Supreme Court of Texas
Mar 13, 1997
940 S.W.2d 583 (Tex. 1997)

Summary

holding that landowner "had a duty to warn or make safe, but not both."

Summary of this case from Smith v. Braum's, Inc.

Opinion

No. 95-1176.

October 18, 1996. Rehearing Denied March 13, 1997.

Appeal from District Court No. 273, Shelby County, John W. Mitchell, J.

Mark Heidenheimer, Austin, for Petitioner.

Terry W. Wood, Michael W. Lockhart, Beaumont, for Respondent.


Terry Williams sued the State of Texas alleging that he was injured when the truck he was driving ran over a sign lying face-down in the roadway, causing the right front tire to blow out and Williams to lose control. The district court rendered judgment on a verdict favoring Williams, and the court of appeals affirmed. 932 S.W.2d 546.

The district court instructed the jury as follows:

With respect to the condition of the roadway, the State Department of Highways and Public Transportation was negligent if:

a. The obstruction caused an unreasonable risk of harm, and

b. The State Department of Highways and Public Transportation knew, or should have known, of the obstruction, and

c. The State Department of Highways and Public Transportation failed to adequately warn Terry Williams of the condition or to make the condition reasonably safe, and

d. Terry Williams did not have knowledge of the condition.

The State complains that paragraph (c) allowed the jury to find negligence if the State either failed to warn Williams or failed to make the condition reasonably safe. That is, the jury could have found the State negligent for failing to adequately warn Williams of a condition it had made reasonably safe, or of failing to make reasonably safe a condition of which it adequately warned Williams. The State argues that it had a duty to warn or make safe, but not both. In other words, the State argues that it was not negligent unless it neither adequately warned Williams nor made the condition reasonably safe. Stated differently still, the State argues that it was not negligent unless it both failed to adequately warn Williams and failed to make the condition reasonably safe.

We agree with the State. State Department of Highways Public Transportation v. Payne, 838 S.W.2d 235, 237 (Tex. 1992); see Smith v. State, 716 S.W.2d 177, 179 (Tex.App. — El Paso 1986, writ ref'd n.r.e.). The court of appeals also agreed with the State on the law, but concluded that the district court's instruction was correct. 932 S.W.2d at 551. The court of appeals does not appear to have appreciated the significance of the disjunctive in the instruction.

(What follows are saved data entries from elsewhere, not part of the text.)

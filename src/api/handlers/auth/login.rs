//! Login endpoint.

use axum::{
    extract::Extension,
    http::{HeaderMap, StatusCode},
    response::{IntoResponse, Json},
};
use std::sync::Arc;

use crate::auth::AuthService;

use super::state::AuthState;
use super::types::{LoginRequest, LoginResponse, MessageResponse};
use super::{enforce_rate_limit, error_response, extract_client_ip};

/// Authenticate with email and password, returning an access/refresh pair.
///
/// Invalid credentials and unknown accounts answer identically, and the
/// login-specific limiter keys on IP plus email so one address cannot burn
/// another's window.
#[utoipa::path(
    post,
    path = "/auth/login",
    request_body = LoginRequest,
    responses(
        (status = 200, description = "Login successful", body = LoginResponse),
        (status = 400, description = "Invalid credentials or unverified email", body = MessageResponse),
        (status = 429, description = "Rate limited", body = MessageResponse)
    ),
    tag = "auth"
)]
pub async fn login(
    headers: HeaderMap,
    service: Extension<Arc<AuthService>>,
    auth_state: Extension<Arc<AuthState>>,
    payload: Option<Json<LoginRequest>>,
) -> impl IntoResponse {
    let request: LoginRequest = match payload {
        Some(Json(payload)) => payload,
        None => {
            return (
                StatusCode::BAD_REQUEST,
                Json(MessageResponse::error("Missing payload")),
            )
                .into_response()
        }
    };

    let client_ip = extract_client_ip(&headers).unwrap_or_else(|| "unknown".to_string());
    if let Err(rejection) = enforce_rate_limit(
        &auth_state,
        &client_ip,
        auth_state.config().auth_quota(),
    )
    .await
    {
        return rejection;
    }

    let email = request.email.trim().to_lowercase();
    let login_identity = format!("{client_ip}:{email}");
    let rate_headers = match enforce_rate_limit(
        &auth_state,
        &login_identity,
        auth_state.config().login_quota(),
    )
    .await
    {
        Ok(rate_headers) => rate_headers,
        Err(rejection) => return rejection,
    };

    match service
        .login(&email, &request.password, Some(client_ip.as_str()))
        .await
    {
        Ok(pair) => (
            StatusCode::OK,
            rate_headers,
            Json(LoginResponse {
                status: "success".to_string(),
                access_token: pair.access_token,
                refresh_token: pair.refresh_token,
            }),
        )
            .into_response(),
        Err(err) => error_response(&err),
    }
}

#[cfg(test)]
mod tests {
    use super::super::testutil::{harness_with_extensions, response_status, test_extensions};
    use super::*;

    #[tokio::test]
    async fn login_missing_payload() {
        let (service, auth_state) = test_extensions();
        let response = login(HeaderMap::new(), service, auth_state, None)
            .await
            .into_response();
        assert_eq!(response.status(), StatusCode::BAD_REQUEST);
    }

    #[tokio::test]
    async fn login_unknown_email_is_bad_request() {
        let (service, auth_state) = test_extensions();
        let status = response_status(
            login(
                HeaderMap::new(),
                service,
                auth_state,
                Some(Json(LoginRequest {
                    email: "ghost@example.com".to_string(),
                    password: "Passw0rd!".to_string(),
                })),
            )
            .await,
        );
        assert_eq!(status, StatusCode::BAD_REQUEST);
    }

    #[tokio::test]
    async fn login_active_user_returns_tokens() {
        let (harness, service, auth_state) = harness_with_extensions();
        harness
            .register_active("ana@example.com", "Passw0rd!")
            .await
            .expect("account becomes active");

        let status = response_status(
            login(
                HeaderMap::new(),
                service,
                auth_state,
                Some(Json(LoginRequest {
                    email: "Ana@Example.com".to_string(),
                    password: "Passw0rd!".to_string(),
                })),
            )
            .await,
        );
        assert_eq!(status, StatusCode::OK);
    }

    #[tokio::test]
    async fn sixth_attempt_in_window_is_limited() {
        let (service, auth_state) = test_extensions();

        for _ in 0..5 {
            let status = response_status(
                login(
                    HeaderMap::new(),
                    service.clone(),
                    auth_state.clone(),
                    Some(Json(LoginRequest {
                        email: "ana@example.com".to_string(),
                        password: "wrong".to_string(),
                    })),
                )
                .await,
            );
            assert_eq!(status, StatusCode::BAD_REQUEST);
        }

        let response = login(
            HeaderMap::new(),
            service,
            auth_state,
            Some(Json(LoginRequest {
                email: "ana@example.com".to_string(),
                password: "wrong".to_string(),
            })),
        )
        .await
        .into_response();
        assert_eq!(response.status(), StatusCode::TOO_MANY_REQUESTS);
        assert!(response.headers().contains_key("retry-after"));
    }
}
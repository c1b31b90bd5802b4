//! Refresh and logout endpoints.

use axum::{
    extract::Extension,
    http::{HeaderMap, StatusCode},
    response::{IntoResponse, Json},
};
use std::sync::Arc;

use crate::auth::{AuthError, AuthService};

use super::state::AuthState;
use super::types::{LogoutRequest, MessageResponse, RefreshRequest, RefreshResponse};
use super::{enforce_rate_limit, error_response, extract_client_ip};

/// Exchange a whitelisted refresh token for a new access token.
#[utoipa::path(
    post,
    path = "/auth/refresh",
    request_body = RefreshRequest,
    responses(
        (status = 200, description = "New access token issued", body = RefreshResponse),
        (status = 401, description = "Invalid or expired refresh token", body = MessageResponse),
        (status = 429, description = "Rate limited", body = MessageResponse)
    ),
    tag = "auth"
)]
pub async fn refresh(
    headers: HeaderMap,
    service: Extension<Arc<AuthService>>,
    auth_state: Extension<Arc<AuthState>>,
    payload: Option<Json<RefreshRequest>>,
) -> impl IntoResponse {
    let request: RefreshRequest = match payload {
        Some(Json(payload)) => payload,
        None => {
            return (
                StatusCode::BAD_REQUEST,
                Json(MessageResponse::error("Missing payload")),
            )
                .into_response()
        }
    };

    let client_ip = extract_client_ip(&headers).unwrap_or_else(|| "unknown".to_string());
    let rate_headers = match enforce_rate_limit(
        &auth_state,
        &client_ip,
        auth_state.config().auth_quota(),
    )
    .await
    {
        Ok(rate_headers) => rate_headers,
        Err(rejection) => return rejection,
    };

    match service.refresh(&request.refresh_token).await {
        Ok(access_token) => (
            StatusCode::OK,
            rate_headers,
            Json(RefreshResponse { access_token }),
        )
            .into_response(),
        // Here the token is the credential, so rejection is 401 rather than
        // the 400 used by the one-time token endpoints.
        Err(AuthError::InvalidOrExpiredToken) => (
            StatusCode::UNAUTHORIZED,
            rate_headers,
            Json(MessageResponse::error("invalid or expired token")),
        )
            .into_response(),
        Err(err) => error_response(&err),
    }
}

/// Revoke a refresh token. Idempotent: unknown tokens still return 200.
#[utoipa::path(
    post,
    path = "/auth/logout",
    request_body = LogoutRequest,
    responses(
        (status = 200, description = "Refresh token revoked", body = MessageResponse),
        (status = 429, description = "Rate limited", body = MessageResponse)
    ),
    tag = "auth"
)]
pub async fn logout(
    headers: HeaderMap,
    service: Extension<Arc<AuthService>>,
    auth_state: Extension<Arc<AuthState>>,
    payload: Option<Json<LogoutRequest>>,
) -> impl IntoResponse {
    let request: LogoutRequest = match payload {
        Some(Json(payload)) => payload,
        None => {
            return (
                StatusCode::BAD_REQUEST,
                Json(MessageResponse::error("Missing payload")),
            )
                .into_response()
        }
    };

    let client_ip = extract_client_ip(&headers).unwrap_or_else(|| "unknown".to_string());
    let rate_headers = match enforce_rate_limit(
        &auth_state,
        &client_ip,
        auth_state.config().auth_quota(),
    )
    .await
    {
        Ok(rate_headers) => rate_headers,
        Err(rejection) => return rejection,
    };

    match service.logout(&request.refresh_token).await {
        Ok(_revoked) => (
            StatusCode::OK,
            rate_headers,
            Json(MessageResponse::success("Logged out successfully.")),
        )
            .into_response(),
        Err(err) => error_response(&err),
    }
}

#[cfg(test)]
mod tests {
    use super::super::testutil::{harness_with_extensions, response_status, test_extensions};
    use super::*;

    #[tokio::test]
    async fn refresh_missing_payload() {
        let (service, auth_state) = test_extensions();
        let response = refresh(HeaderMap::new(), service, auth_state, None)
            .await
            .into_response();
        assert_eq!(response.status(), StatusCode::BAD_REQUEST);
    }

    #[tokio::test]
    async fn refresh_garbage_token_is_unauthorized() {
        let (service, auth_state) = test_extensions();
        let status = response_status(
            refresh(
                HeaderMap::new(),
                service,
                auth_state,
                Some(Json(RefreshRequest {
                    refresh_token: "garbage".to_string(),
                })),
            )
            .await,
        );
        assert_eq!(status, StatusCode::UNAUTHORIZED);
    }

    #[tokio::test]
    async fn logout_then_refresh_fails() {
        let (harness, service, auth_state) = harness_with_extensions();
        harness
            .register_active("ana@example.com", "Passw0rd!")
            .await
            .expect("account becomes active");
        let pair = harness
            .service
            .login("ana@example.com", "Passw0rd!", None)
            .await
            .expect("login succeeds");

        let status = response_status(
            refresh(
                HeaderMap::new(),
                service.clone(),
                auth_state.clone(),
                Some(Json(RefreshRequest {
                    refresh_token: pair.refresh_token.clone(),
                })),
            )
            .await,
        );
        assert_eq!(status, StatusCode::OK);

        let status = response_status(
            logout(
                HeaderMap::new(),
                service.clone(),
                auth_state.clone(),
                Some(Json(LogoutRequest {
                    refresh_token: pair.refresh_token.clone(),
                })),
            )
            .await,
        );
        assert_eq!(status, StatusCode::OK);

        let status = response_status(
            refresh(
                HeaderMap::new(),
                service.clone(),
                auth_state.clone(),
                Some(Json(RefreshRequest {
                    refresh_token: pair.refresh_token.clone(),
                })),
            )
            .await,
        );
        assert_eq!(status, StatusCode::UNAUTHORIZED);

        // Logging out twice is still a 200.
        let status = response_status(
            logout(
                HeaderMap::new(),
                service,
                auth_state,
                Some(Json(LogoutRequest {
                    refresh_token: pair.refresh_token,
                })),
            )
            .await,
        );
        assert_eq!(status, StatusCode::OK);
    }
}
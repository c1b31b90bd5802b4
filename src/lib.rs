//! # Custodia (Authentication & Session Authority)
//!
//! `custodia` is a user-authentication and session-management API:
//! registration with email verification, password login, JWT access/refresh
//! token issuance, password reset, API-key issuance, and role-based
//! authorization.
//!
//! ## Token model
//!
//! Access tokens are short-lived RS256 JWTs and are validated statelessly
//! (signature + expiry only). Refresh tokens are longer-lived JWTs that are
//! additionally gated by a server-side whitelist in the key-value store,
//! keyed by the token's `jti`; deleting the whitelist entry revokes the token
//! immediately, independent of its cryptographic expiry.
//!
//! ## One-time tokens
//!
//! Email-verification and password-reset tokens are random values handed to
//! the user exactly once. The server keeps only a hash (verification) or a
//! TTL-bound key-value entry (reset) and consumes the entry atomically on
//! redemption, so two racing redemptions cannot both succeed.
//!
//! ## Enumeration defense
//!
//! Login failures collapse to one error regardless of which factor failed,
//! and `forgot-password` answers identically whether or not the account
//! exists.

pub mod api;
pub mod auth;
pub mod cli;
pub mod kv;
pub mod mail;

#[allow(clippy::doc_markdown, clippy::needless_raw_string_hashes)]
pub mod built_info {
    include!(concat!(env!("OUT_DIR"), "/built.rs"));
}

pub const GIT_COMMIT_HASH: &str = match built_info::GIT_COMMIT_HASH {
    Some(hash) => hash,
    None => "unknown",
};

pub const APP_USER_AGENT: &str = concat!(env!("CARGO_PKG_NAME"), "/", env!("CARGO_PKG_VERSION"),);
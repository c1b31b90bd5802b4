use crate::api::handlers::{apikeys, auth, health};
use utoipa::openapi::{InfoBuilder, License, OpenApiBuilder, Tag};
use utoipa_axum::{router::OpenApiRouter, routes};

#[must_use]
pub fn openapi() -> utoipa::openapi::OpenApi {
    // Reuse the same router wiring and only return the generated OpenAPI spec.
    let (_router, openapi) = api_router().split_for_parts();
    openapi
}

/// Build the router that also drives the `OpenAPI` document.
///
/// Add new endpoints here via `.routes(routes!(...))` so they are both served
/// and included in the generated `OpenAPI` spec.
pub(crate) fn api_router() -> OpenApiRouter {
    let mut custodia_tag = Tag::new("custodia");
    custodia_tag.description = Some("Authentication and session management API".to_string());

    let mut auth_tag = Tag::new("auth");
    auth_tag.description = Some("Registration, login, and token lifecycle".to_string());

    let mut apikeys_tag = Tag::new("apikeys");
    apikeys_tag.description = Some("API key issuance".to_string());

    let mut openapi = cargo_openapi();
    openapi.tags = Some(vec![custodia_tag, auth_tag, apikeys_tag]);

    // `routes!` reads #[utoipa::path] to bind HTTP method + path and add the route to OpenAPI.
    OpenApiRouter::with_openapi(openapi)
        .routes(routes!(health::health))
        .routes(routes!(auth::register::register))
        .routes(routes!(auth::verification::verify_email))
        .routes(routes!(auth::login::login))
        .routes(routes!(auth::session::refresh))
        .routes(routes!(auth::session::logout))
        .routes(routes!(auth::password::forgot_password))
        .routes(routes!(auth::password::reset_password))
        .routes(routes!(apikeys::create_api_key))
}

fn cargo_openapi() -> utoipa::openapi::OpenApi {
    // Use Cargo.toml metadata instead of the utoipa-axum crate info defaults.
    let mut info = InfoBuilder::new()
        .title(env!("CARGO_PKG_NAME"))
        .version(env!("CARGO_PKG_VERSION"))
        .description(optional_str(env!("CARGO_PKG_DESCRIPTION")))
        .build();

    info.license = cargo_license();

    OpenApiBuilder::new().info(info).build()
}

fn cargo_license() -> Option<License> {
    let identifier = optional_str(env!("CARGO_PKG_LICENSE"))?;
    let mut license = License::new(identifier);
    license.identifier = Some(identifier.to_string());
    Some(license)
}

fn optional_str(value: &'static str) -> Option<&'static str> {
    let trimmed = value.trim();
    if trimmed.is_empty() {
        None
    } else {
        Some(trimmed)
    }
}

#[cfg(test)]
mod tests {
    use super::*;

    #[test]
    fn openapi_lists_every_endpoint() {
        let openapi = openapi();
        let paths = &openapi.paths.paths;

        for path in [
            "/health",
            "/auth/register",
            "/auth/verify-email",
            "/auth/login",
            "/auth/refresh",
            "/auth/logout",
            "/auth/forgot-password",
            "/auth/reset-password",
            "/apikeys",
        ] {
            assert!(paths.contains_key(path), "missing path: {path}");
        }
    }

    #[test]
    fn openapi_info_uses_cargo_metadata() {
        let openapi = openapi();
        assert_eq!(openapi.info.title, env!("CARGO_PKG_NAME"));
        assert_eq!(openapi.info.version, env!("CARGO_PKG_VERSION"));
    }
}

The district court's instruction tracks the Texas Pattern Jury Charges recommendation in premises liability cases when plaintiff is a licensee. 3 STATE BAR OF TEXAS, TEXAS PATTERN JURY CHARGES PJC 66.05 (1994). In State Department of Highways Public Transportation v. Payne, 838 S.W.2d 235, 237 (Tex. 1992), we held that to establish the liability of a premises owner, a plaintiff must prove that "the owner failed to exercise ordinary care to protect the [licensee or invitee] from danger". The owner can provide the required protection by either warning the plaintiff or making the premises reasonably safe. This statement of the duty eliminates the confusion caused by PJC 66.05. Thus, the proper instruction in a premises liability case when the plaintiff is a licensee is:

With respect to the condition of the premises, defendant was negligent if —

a. the condition posed an unreasonable risk of harm;

b. defendant had actual knowledge of the danger;

c. plaintiff did not have actual knowledge of the danger; and

d. defendant failed to exercise ordinary care to protect plaintiff from danger, by both failing to adequately warn plaintiff of the condition and failing to make that condition reasonably safe.

If plaintiff is an invitee, paragraph (b) should state, "defendant knew or reasonably should have known of the danger", and (c) should be omitted.

The district court's instruction to the jury was error, but it was not harmful error. The State vigorously contested whether there was a sign in the road at all, but it did not dispute that if there was, it did nothing to warn Williams or make the condition reasonably safe. This element of liability was simply not in dispute. Therefore, error in instructing the jury could not have caused rendition of an improper judgment necessary for reversal. TEX. R. APP. P. 81.

The State also argues that the sign was not a special defect, and that the district court erred in giving the jury a so-called "dynamite charge". See Stevens v. Travelers Ins. Co., 563 S.W.2d 223, 228 (Tex. 1978); Allen v. United States, 164 U.S. 492, 501-502, 17 S.Ct. 154, 157, 41 L.Ed. 528 (1896). Both these arguments lack merit for the reasons expressed by the court of appeals.

Accordingly, the State's application for writ of error is denied. To the extent the court of appeals' opinion conflicts with this opinion, it is disapproved.


Summaries of

State v. Williams

Supreme Court of Texas
Mar 13, 1997
940 S.W.2d 583 (Tex. 1997)

holding that landowner "had a duty to warn or make safe, but not both."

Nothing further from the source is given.